> [Work order] Scan the records for the word "core". Report each line where it occurs.

Data shown section start

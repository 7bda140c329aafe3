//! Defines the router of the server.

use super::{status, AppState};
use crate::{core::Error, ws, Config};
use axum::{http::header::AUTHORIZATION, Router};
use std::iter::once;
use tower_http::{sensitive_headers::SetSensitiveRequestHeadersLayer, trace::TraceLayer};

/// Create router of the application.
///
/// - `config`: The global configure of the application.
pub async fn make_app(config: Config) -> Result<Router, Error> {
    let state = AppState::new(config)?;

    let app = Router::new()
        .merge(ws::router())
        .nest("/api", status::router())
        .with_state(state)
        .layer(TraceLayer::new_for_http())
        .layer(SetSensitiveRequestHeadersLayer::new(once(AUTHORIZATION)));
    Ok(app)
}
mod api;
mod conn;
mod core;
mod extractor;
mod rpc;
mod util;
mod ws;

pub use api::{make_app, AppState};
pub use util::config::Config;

Data shown section end

> [Problem solution]
use crate::{core::Error, ws, Config};
mod core;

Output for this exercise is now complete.